Indeed, some 80 bills have been introduced or passed by the 117th Congress in the first year of its session dating back to January, 2021, dwarfing the few that made it through the Senate in the prior administration. The new measures cross a number of areas, including defense, business, foreign relations, workforce and disaster preparedness.
Many carry important implications for managed security service providers (MSSPs) — especially in terms of how MSSPs document and/or disclose cybersecurity incidents, and the potential timing requirements of such disclosures.
Of note, some 77 cybersecurity articles were included in the $740 billion fiscal 2021 National Defense Authorization Act (NDAA), 27 of which were directly drawn from 25 recommendations of the Cyberspace Solarium Commission and the remainder developed by Congressional committees. Chief among those was creating the national cyber director at the White House (Chris Inglis) and strengthening the Department of Homeland Security’s cyber wing, the Cybersecurity and Infrastructure Security Agency (CISA). That bill passed over the veto of then President Trump.

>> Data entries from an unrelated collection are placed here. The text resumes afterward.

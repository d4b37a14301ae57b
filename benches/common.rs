#![allow(dead_code)]

use std::sync::Once;

use soa_ecs::prelude::*;

pub const AGENTS_SMALL: usize = 10_000;
pub const AGENTS_MED: usize = 100_000;

#[derive(Clone, Copy, Default)]
pub struct Position {
    pub x: f32,
    pub y: f32,
}

#[derive(Clone, Copy, Default)]
pub struct Wealth {
    pub value: f32,
}

#[derive(Clone, Copy, Default)]
pub struct Productivity {
    pub rate: f32,
}

static INIT: Once = Once::new();

pub fn init_components() {
    INIT.call_once(|| {
        register_component::<Position>().unwrap();
        register_component::<Wealth>().unwrap();
        register_component::<Productivity>().unwrap();
    });
}

pub fn populate(world: &mut World, agent_count: usize) {
    for _ in 0..agent_count {
        world
            .spawn((
                Position { x: 0.0, y: 0.0 },
                Wealth { value: 100.0 },
                Productivity { rate: 1.0 },
            ))
            .unwrap();
    }
}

Last December, President Biden signed into law the 2022 NDAA that includes an amendment to require critical infrastructure owners and operators and civil federal agencies to report to CISA within 72 hours if they are hit by a cyber attack. The bill includes 14 provisions related to IT security, 13 to cyberspace, 12 to federal cybersecurity and eight to supply chain security, among others.
According to figures compiled by the Institute’s newly released review, entitled Cybersecurity Bills and the 117th Congress, the following has occurred with those 80 bills:
- 5 have passed both houses of Congress and been signed into law by President Biden.
- 10 have passed one or both houses of Congress.
- 32 remain in committee.
The measures cover a wide range of subjects, including:
- National security and defense.
- Protecting intellectual property.
- Protecting American business.
- Defending American critical infrastructure.
- Developing cybersecurity skills in people both inside and outside the government.
- Protecting children’s welfare.
- Protecting Americans’ privacy.
More Recent Cybersecurity Legislation Developments
Here are some recent cybersecurity-centric legislative moves:
In July, 2021, the House Energy and Commerce Committee passed eight bipartisan telecom-centric cybersecurity bills intended to help protect small telecom providers, small businesses and the public from cyberattacks, hackers and malware. And the Department of Homeland Security’s (DHS) Transportation Security Administration (TSA) that requires owners and operators of critical infrastructure pipelines to implement specific mitigations to protect against ransomware attacks.
That same month, the House passed a package of five bipartisan bills that would support state and local governments’ cybersecurity needs, expand incident remediation capabilities and fortify critical infrastructure cyber defenses.
In November, 2021, the House passed two Small Business Administration (SBA) bills following months of Congressional wrangling. Of note, the Small Business Cybersecurity Assistance Act of 2019 sat unattended by the 116th Congress (2019-2020) among many others.